• Adv. Atmos. Sci.  2018, Vol. 35 Issue (1): 5-13    DOI: 10.1007/s00376-017-6290-4
    Using NWP to Assess the Influence of the Arctic Atmosphere on Midlatitude Weather and Climate
    Tido SEMMLER(), Thomas JUNG, Marta A. KASPER, Soumia SERRAR
    Alfred Wegener Institute, Helmholtz Centre for Polar and Marine Research, Bremerhaven 27570, Germany

    The influence of the Arctic atmosphere on Northern Hemisphere midlatitude tropospheric weather and climate is explored by comparing the skill of two sets of 14-day weather forecast experiments using the ECMWF model with and without relaxation of the Arctic atmosphere towards ERA-Interim reanalysis data during the integration.
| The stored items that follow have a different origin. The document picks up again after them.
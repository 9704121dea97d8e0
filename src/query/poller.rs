use std::thread;
use std::time::{Duration, Instant};

use crate::common::config::ElementPoller;
use crate::http::connection_sync::WebDriverHttpClientSync;
use crate::webdriver::GenericWebDriver;

/// Tracks the attempts made by a single wait according to an [`ElementPoller`].
#[derive(Debug)]
pub struct ElementPollerTicker {
    timeout: Option<Duration>,
    interval: Option<Duration>,
    min_tries: u32,
    start: Instant,
    cur_tries: u32,
}

impl ElementPollerTicker {
    pub fn new(poller: ElementPoller) -> Self {
        let mut ticker = Self {
            timeout: None,
            interval: None,
            min_tries: 0,
            start: Instant::now(),
            cur_tries: 0,
        };

        match poller {
            ElementPoller::NoWait => {}
            ElementPoller::TimeoutWithInterval(timeout, interval) => {
                ticker.timeout = Some(timeout);
                ticker.interval = Some(interval);
            }
            ElementPoller::NumTriesWithInterval(num_tries, interval) => {
                ticker.interval = Some(interval);
                ticker.min_tries = num_tries;
            }
            ElementPoller::TimeoutWithIntervalAndMinTries(timeout, interval, num_tries) => {
                ticker.timeout = Some(timeout);
                ticker.interval = Some(interval);
                ticker.min_tries = num_tries
            }
        }

        ticker
    }

    /// Sleep until the next poll is due. Returns false once the wait is over.
    pub fn tick(&mut self) -> bool {
        self.cur_tries += 1;

        if self.timeout.filter(|t| &self.start.elapsed() < t).is_none()
            && self.cur_tries >= self.min_tries
        {
            return false;
        }

        if let Some(i) = self.interval {
            // Next poll is due no earlier than this long after the first poll started.
            let minimum_elapsed = i * self.cur_tries;

            // But this much time has elapsed since the first poll started.
            let actual_elapsed = self.start.elapsed();

            if actual_elapsed < minimum_elapsed {
                // So we need to wait this much longer.
                thread::sleep(minimum_elapsed - actual_elapsed);
            }
        }

        true
    }
}

impl<T: 'static> GenericWebDriver<T>
where
    T: WebDriverHttpClientSync,
{
    /// Set the default poller used by `wait_until()` on elements of this session.
    pub fn set_query_poller(&mut self, poller: ElementPoller) {
        self.config_mut().query_poller = poller;
    }
}

#[cfg(test)]
mod tests {
    use super::*;

    #[test]
    fn test_no_wait_ticks_once() {
        let mut ticker = ElementPollerTicker::new(ElementPoller::NoWait);
        assert!(!ticker.tick());
    }

    #[test]
    fn test_min_tries_respected_after_timeout() {
        let mut ticker = ElementPollerTicker::new(ElementPoller::TimeoutWithIntervalAndMinTries(
            Duration::from_millis(0),
            Duration::from_millis(1),
            3,
        ));
        assert!(ticker.tick());
        assert!(ticker.tick());
        assert!(!ticker.tick());
    }
}
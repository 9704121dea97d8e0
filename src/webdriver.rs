use std::marker::PhantomData;
use std::sync::{Arc, Mutex};
use std::time::Duration;

use log::error;
use serde::Serialize;
use serde_json::Value;

use crate::common::capabilities::DesiredCapabilities;
use crate::common::command::Command;
use crate::common::config::WebDriverConfig;
use crate::common::types::SessionId;
use crate::error::WebDriverResult;
use crate::http::connection_sync::{HttpClientCreateParams, WebDriverHttpClientSync};
use crate::http::reqwest_sync::ReqwestDriverSync;
use crate::session::WebDriverSession;
use crate::webdrivercommands::{start_session, WebDriverCommands};

/// The WebDriver struct represents a browser session.
///
/// For full documentation of all WebDriver methods,
/// see the [WebDriverCommands](trait.WebDriverCommands.html) trait.
pub type WebDriver = GenericWebDriver<ReqwestDriverSync>;

/// **NOTE:** For WebDriver method documentation,
/// see the [WebDriverCommands](trait.WebDriverCommands.html) trait.
///
/// The generic struct is implemented for a specific HTTP client, so tests can
/// substitute [MockDriverSync](http/mock_sync/struct.MockDriverSync.html).
///
/// # Example:
/// ```no_run
/// use widgetdriver_sync::prelude::*;
///
/// fn main() -> WebDriverResult<()> {
///     let caps = DesiredCapabilities::chrome();
///     let driver = WebDriver::new("http://localhost:4444/wd/hub", &caps)?;
///     driver.get("http://localhost:8080/dojo/form.html")?;
///     Ok(())
/// }
/// ```
#[derive(Debug)]
pub struct GenericWebDriver<T: WebDriverHttpClientSync> {
    pub session: WebDriverSession,
    capabilities: Value,
    quit_on_drop: bool,
    phantom: PhantomData<T>,
}

impl<T: 'static> GenericWebDriver<T>
where
    T: WebDriverHttpClientSync,
{
    /// Create a new browser session on the server at `server_url`.
    ///
    /// # Example
    /// ```no_run
    /// # use widgetdriver_sync::prelude::*;
    /// #
    /// # fn main() -> WebDriverResult<()> {
    /// let caps = DesiredCapabilities::chrome();
    /// let driver = WebDriver::new("http://localhost:4444/wd/hub", &caps)?;
    /// #     Ok(())
    /// # }
    /// ```
    pub fn new<C>(server_url: &str, capabilities: C) -> WebDriverResult<Self>
    where
        C: Serialize,
    {
        Self::new_with_timeout(server_url, capabilities, None)
    }

    /// Creates a new GenericWebDriver just like the `new` function. Allows a
    /// configurable timeout for all HTTP requests including the session creation.
    pub fn new_with_timeout<C>(
        server_url: &str,
        capabilities: C,
        timeout: Option<Duration>,
    ) -> WebDriverResult<Self>
    where
        C: Serialize,
    {
        let params = HttpClientCreateParams {
            server_url: server_url.to_string(),
            timeout,
        };
        let conn = T::create(params)?;

        let (session_id, session_capabilities) = start_session(&conn, capabilities)?;

        let driver = GenericWebDriver {
            session: WebDriverSession::new(session_id, Arc::new(Mutex::new(conn))),
            capabilities: session_capabilities,
            quit_on_drop: true,
            phantom: PhantomData,
        };

        Ok(driver)
    }

    /// Attach to a session that already exists on the server, e.g. one
    /// recorded in a [SessionStore](session_store/struct.SessionStore.html).
    ///
    /// The session is left running when this driver is dropped.
    pub fn attach(
        server_url: &str,
        session_id: SessionId,
        capabilities: Value,
    ) -> WebDriverResult<Self> {
        let params = HttpClientCreateParams {
            server_url: server_url.to_string(),
            timeout: None,
        };
        let conn = T::create(params)?;
        Ok(GenericWebDriver {
            session: WebDriverSession::new(session_id, Arc::new(Mutex::new(conn))),
            capabilities,
            quit_on_drop: false,
            phantom: PhantomData,
        })
    }

    /// Return a clone of the capabilities as returned by Selenium.
    pub fn capabilities(&self) -> DesiredCapabilities {
        DesiredCapabilities::new(self.capabilities.clone())
    }

    pub fn session_id(&self) -> &SessionId {
        self.session.session_id()
    }

    pub fn config(&self) -> &WebDriverConfig {
        self.session.config()
    }

    pub fn config_mut(&mut self) -> &mut WebDriverConfig {
        self.session.config_mut()
    }

    /// Close the browser session when this driver is dropped.
    pub fn set_quit_on_drop(&mut self, quit: bool) {
        self.quit_on_drop = quit;
    }

    /// End the webdriver session.
    pub fn quit(mut self) -> WebDriverResult<()> {
        self.cmd(Command::DeleteSession)?;
        self.quit_on_drop = false;
        Ok(())
    }

    /// Set the request timeout for the HTTP client.
    pub fn set_request_timeout(&mut self, timeout: Duration) -> WebDriverResult<()> {
        self.session.set_request_timeout(timeout)
    }
}

impl<T> WebDriverCommands for GenericWebDriver<T>
where
    T: WebDriverHttpClientSync,
{
    fn session(&self) -> &WebDriverSession {
        &self.session
    }
}

impl<T> Drop for GenericWebDriver<T>
where
    T: WebDriverHttpClientSync,
{
    /// Close the current session when the WebDriver struct goes out of scope.
    fn drop(&mut self) {
        if self.quit_on_drop && !(self.session.session_id()).is_empty() {
            if let Err(e) = self.cmd(Command::DeleteSession) {
                error!("Failed to close session: {:?}", e);
            }
        }
    }
}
Two pathways are identified along which the Arctic influences midlatitude weather: a pronounced one over Asia and Eastern Europe, and a secondary one over North America. In general, linkages are found to be strongest (weakest) during boreal winter (summer) when the amplitude of stationary planetary waves over the Northern Hemisphere is strongest (weakest). No discernible Arctic impact is found over the North Atlantic and North Pacific region, which is consistent with predominantly southwesterly flow. An analysis of the flow-dependence of the linkages shows that anomalous northerly flow conditions increase the Arctic influence on midlatitude weather over the continents. Specifically, an anomalous northerly flow from the Kara Sea towards West Asia leads to cold surface temperature anomalies not only over West Asia but also over Eastern and Central Europe. Finally, the results of this study are discussed in the light of potential midlatitude benefits of improved Arctic prediction capabilities.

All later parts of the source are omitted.